I tried to explain: “Well, once you stop believing in an old gentleman with a beard . . . It’s only the word God, you know it makes such a conventional noise.”


“It’s merely shorthand for where we come from, where we’re going, and what it’s all about.”


“And do religious people find out what it’s all about? Do they really get the answer to the riddle?”


“They get just a whiff of an answer sometimes.”


He smiled at me and I smiled back and we both drank our madeira. Then he went on: “I suppose church services make a conventional noise to you, too and I rather understand it. Oh, they’re all right for the old hands and they make for sociability, but I sometimes think their main use is to help weather churches like smoking pipes to colour them, you know. If any well, unreligious person, needed consolation from religion, I’d advise him or her to sit in an empty church. Sit, not kneel. And listen, not pray. Prayer’s a very tricky business.”


“Goodness, is it?”


“Well, for inexperienced pray-ers it sometimes is. You see, they’re apt to think of God as a slot-machine. If nothing comes out they say ‘I knew dashed well it was empty’ when the whole secret of prayer is knowing the machine’s full.”


“But how can one know?”


“By filling it oneself.”


“With faith?”


“With faith. I expect you find that another boring word. And I warn you this slot-machine metaphor is going to break down at any moment. But if ever you’re feeling very unhappy which you obviously aren’t at present, after all the good fortune that’s come to your family recently well, try sitting in an empty church.”

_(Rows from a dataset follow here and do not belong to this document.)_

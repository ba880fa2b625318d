//! LLM client trait and the Gemini implementation

use crate::config::LlmConfig;
use crate::error::{Error, Result};
use crate::llm::types::{GenerateRequest, GenerateResponse, LlmTool, UrlRetrieval};
use async_trait::async_trait;
use reqwest::{Client, StatusCode};
use serde::{Deserialize, Serialize};
use std::time::Duration;

/// LLM client used by the processing pipeline
#[async_trait]
pub trait LlmClient: Send + Sync {
    /// Run a single-turn generation
    async fn generate(&self, request: GenerateRequest) -> Result<GenerateResponse>;

    /// Model identifier
    fn model(&self) -> &str;
}

/// Google Gemini client
pub struct GeminiClient {
    http: Client,
    api_key: String,
    base_url: String,
    model: String,
}

impl GeminiClient {
    const DEFAULT_BASE_URL: &'static str = "https://generativelanguage.googleapis.com";

    pub fn new(config: &LlmConfig, api_key: impl Into<String>) -> Result<Self> {
        let http = Client::builder()
            .timeout(Duration::from_secs(config.timeout_secs))
            .build()
            .map_err(|e| Error::Config(format!("Failed to create HTTP client: {}", e)))?;

        Ok(Self {
            http,
            api_key: api_key.into(),
            base_url: config
                .base_url
                .clone()
                .unwrap_or_else(|| Self::DEFAULT_BASE_URL.to_string()),
            model: config.model.clone(),
        })
    }
}

// Gemini API types

#[derive(Debug, Serialize)]
#[serde(rename_all = "camelCase")]
struct GeminiRequest {
    contents: Vec<GeminiContent>,
    #[serde(skip_serializing_if = "Vec::is_empty")]
    tools: Vec<serde_json::Value>,
    #[serde(skip_serializing_if = "Option::is_none")]
    generation_config: Option<GeminiGenerationConfig>,
}

#[derive(Debug, Default, Serialize, Deserialize)]
struct GeminiContent {
    #[serde(default)]
    role: String,
    #[serde(default)]
    parts: Vec<GeminiPart>,
}

#[derive(Debug, Serialize, Deserialize)]
struct GeminiPart {
    #[serde(default, skip_serializing_if = "Option::is_none")]
    text: Option<String>,
}

#[derive(Debug, Serialize)]
#[serde(rename_all = "camelCase")]
struct GeminiGenerationConfig {
    #[serde(skip_serializing_if = "Option::is_none")]
    temperature: Option<f64>,
    #[serde(skip_serializing_if = "Option::is_none")]
    top_k: Option<u32>,
    #[serde(skip_serializing_if = "Option::is_none")]
    top_p: Option<f64>,
    #[serde(skip_serializing_if = "Option::is_none")]
    max_output_tokens: Option<u32>,
}

#[derive(Debug, Deserialize)]
#[serde(rename_all = "camelCase")]
struct GeminiResponse {
    #[serde(default)]
    candidates: Vec<GeminiCandidate>,
}

#[derive(Debug, Deserialize)]
#[serde(rename_all = "camelCase")]
struct GeminiCandidate {
    #[serde(default)]
    content: GeminiContent,
    finish_reason: Option<String>,
    url_context_metadata: Option<GeminiUrlContextMetadata>,
}

#[derive(Debug, Deserialize)]
#[serde(rename_all = "camelCase")]
struct GeminiUrlContextMetadata {
    #[serde(default)]
    url_metadata: Vec<GeminiUrlMetadata>,
}

#[derive(Debug, Deserialize)]
#[serde(rename_all = "camelCase")]
struct GeminiUrlMetadata {
    #[serde(default)]
    retrieved_url: String,
    #[serde(default)]
    url_retrieval_status: String,
}

#[derive(Debug, Deserialize)]
struct GeminiError {
    error: GeminiErrorDetail,
}

#[derive(Debug, Deserialize)]
struct GeminiErrorDetail {
    message: String,
    status: Option<String>,
}

fn tool_spec(tool: LlmTool) -> serde_json::Value {
    match tool {
        LlmTool::UrlContext => serde_json::json!({ "url_context": {} }),
        LlmTool::GoogleSearch => serde_json::json!({ "google_search": {} }),
    }
}

/// Map a failed Gemini response to an error, recognising quota exhaustion
fn api_error(status: StatusCode, body: &str) -> Error {
    let parsed = serde_json::from_str::<GeminiError>(body).ok();

    let message = parsed
        .as_ref()
        .map(|e| e.error.message.clone())
        .unwrap_or_else(|| format!("({}) {}", status, body));

    let exhausted = status == StatusCode::TOO_MANY_REQUESTS
        || parsed
            .as_ref()
            .and_then(|e| e.error.status.as_deref())
            .map(|s| s == "RESOURCE_EXHAUSTED")
            .unwrap_or(false)
        || message.to_lowercase().contains("quota");

    if exhausted {
        Error::Quota(message)
    } else {
        Error::Llm(format!("Gemini API error: {}", message))
    }
}

#[async_trait]
impl LlmClient for GeminiClient {
    async fn generate(&self, request: GenerateRequest) -> Result<GenerateResponse> {
        let generation_config = Some(GeminiGenerationConfig {
            temperature: request.temperature,
            top_k: request.top_k,
            top_p: request.top_p,
            max_output_tokens: request.max_output_tokens,
        });

        let api_request = GeminiRequest {
            contents: vec![GeminiContent {
                role: "user".to_string(),
                parts: vec![GeminiPart {
                    text: Some(request.prompt),
                }],
            }],
            tools: request.tools.iter().copied().map(tool_spec).collect(),
            generation_config,
        };

        let url = format!(
            "{}/v1beta/models/{}:generateContent?key={}",
            self.base_url.trim_end_matches('/'),
            self.model,
            self.api_key
        );

        let response = self
            .http
            .post(&url)
            .json(&api_request)
            .send()
            .await
            .map_err(|e| Error::Llm(format!("HTTP request failed: {}", e)))?;

        let status = response.status();
        let body = response
            .text()
            .await
            .map_err(|e| Error::Llm(format!("Failed to read response: {}", e)))?;

        if !status.is_success() {
            return Err(api_error(status, &body));
        }

        let api_response: GeminiResponse = serde_json::from_str(&body)
            .map_err(|e| Error::Llm(format!("Failed to parse response: {}", e)))?;

        let candidate = api_response
            .candidates
            .into_iter()
            .next()
            .ok_or_else(|| Error::Llm("No candidates in response".to_string()))?;

        let text = candidate
            .content
            .parts
            .into_iter()
            .filter_map(|p| p.text)
            .collect::<Vec<_>>()
            .join("");

        let url_retrievals = candidate
            .url_context_metadata
            .map(|meta| {
                meta.url_metadata
                    .into_iter()
                    .map(|m| UrlRetrieval {
                        url: m.retrieved_url,
                        status: m.url_retrieval_status,
                    })
                    .collect()
            })
            .unwrap_or_default();

        tracing::debug!(
            model = %self.model,
            chars = text.len(),
            finish_reason = ?candidate.finish_reason,
            "Gemini generation complete"
        );

        Ok(GenerateResponse {
            text,
            finish_reason: candidate.finish_reason,
            url_retrievals,
        })
    }

    fn model(&self) -> &str {
        &self.model
    }
}

#[cfg(test)]
mod tests {
    use super::*;
    use axum::{extract::Path, http::StatusCode, routing::post, Json, Router};

    async fn spawn_api(app: Router) -> String {
        let listener = tokio::net::TcpListener::bind("127.0.0.1:0").await.unwrap();
        let addr = listener.local_addr().unwrap();
        tokio::spawn(async move {
            axum::serve(listener, app).await.unwrap();
        });
        format!("http://{}", addr)
    }

    fn client_for(base_url: String) -> GeminiClient {
        let config = LlmConfig {
            base_url: Some(base_url),
            model: "gemini-test".to_string(),
            ..Default::default()
        };
        GeminiClient::new(&config, "test-key").unwrap()
    }

    #[tokio::test]
    async fn test_generate_with_url_context() {
        let app = Router::new().route(
            "/v1beta/models/:model",
            post(
                |Path(model): Path<String>, Json(body): Json<serde_json::Value>| async move {
                    assert_eq!(model, "gemini-test:generateContent");
                    assert_eq!(body["tools"][0], serde_json::json!({"url_context": {}}));
                    assert_eq!(body["generationConfig"]["maxOutputTokens"], 512);
                    Json(serde_json::json!({
                        "candidates": [{
                            "content": {"role": "model", "parts": [{"text": "Title: A"}, {"text": "\nbody"}]},
                            "finishReason": "STOP",
                            "urlContextMetadata": {"urlMetadata": [{
                                "retrievedUrl": "https://example.com",
                                "urlRetrievalStatus": "URL_RETRIEVAL_STATUS_SUCCESS"
                            }]}
                        }]
                    }))
                },
            ),
        );
        let client = client_for(spawn_api(app).await);

        let response = client
            .generate(
                GenerateRequest::new("Read https://example.com")
                    .with_tool(LlmTool::UrlContext)
                    .with_max_output_tokens(512),
            )
            .await
            .unwrap();

        assert_eq!(response.text, "Title: A\nbody");
        assert_eq!(response.finish_reason.as_deref(), Some("STOP"));
        assert_eq!(response.url_retrievals.len(), 1);
        assert!(response.url_retrievals[0].succeeded());
        assert_eq!(client.model(), "gemini-test");
    }

    #[tokio::test]
    async fn test_generate_quota_error() {
        let app = Router::new().route(
            "/v1beta/models/:model",
            post(|| async {
                (
                    StatusCode::TOO_MANY_REQUESTS,
                    Json(serde_json::json!({
                        "error": {"code": 429, "message": "Resource has been exhausted", "status": "RESOURCE_EXHAUSTED"}
                    })),
                )
            }),
        );
        let client = client_for(spawn_api(app).await);

        let err = client
            .generate(GenerateRequest::new("hi"))
            .await
            .unwrap_err();
        assert!(err.is_quota());
    }

    #[tokio::test]
    async fn test_generate_no_candidates() {
        let app = Router::new().route(
            "/v1beta/models/:model",
            post(|| async { Json(serde_json::json!({"candidates": []})) }),
        );
        let client = client_for(spawn_api(app).await);

        let err = client
            .generate(GenerateRequest::new("hi"))
            .await
            .unwrap_err();
        assert!(matches!(err, Error::Llm(_)));
    }

    #[test]
    fn test_api_error_mapping() {
        let err = api_error(
            reqwest::StatusCode::BAD_REQUEST,
            r#"{"error": {"message": "API key not valid", "status": "INVALID_ARGUMENT"}}"#,
        );
        assert!(matches!(err, Error::Llm(ref m) if m.contains("API key not valid")));

        let err = api_error(
            reqwest::StatusCode::FORBIDDEN,
            r#"{"error": {"message": "You exceeded your current quota"}}"#,
        );
        assert!(err.is_quota());

        let err = api_error(reqwest::StatusCode::INTERNAL_SERVER_ERROR, "upstream down");
        assert!(matches!(err, Error::Llm(ref m) if m.contains("upstream down")));
    }
}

“And listening for a whiff?”


We both laughed and then he said that it was just as reasonable to talk of smelling or tasting God as of seeing or hearing Him.


“If one ever has any luck, one will know with all one’s senses and none of them. Probably as good a way as any of describing it is that we shall ‘come over all queer’.”


“But haven’t you already?”


He sighed and said the whiffs were few and far between. “But the memory of them everlasting,” he added softly. Then we fell silent, both of us staring at the fire. Rain kept falling down the chimney, making little hissing noises. I thought what a good man he is, yet never annoyingly holy. And it struck me for the first time that if such a clever, highly educated man can believe in religion, it is almost impudent of an ignorant person like me to feel bored and superior about it for I realized that it wasn’t only the word “God” that made me feel like that.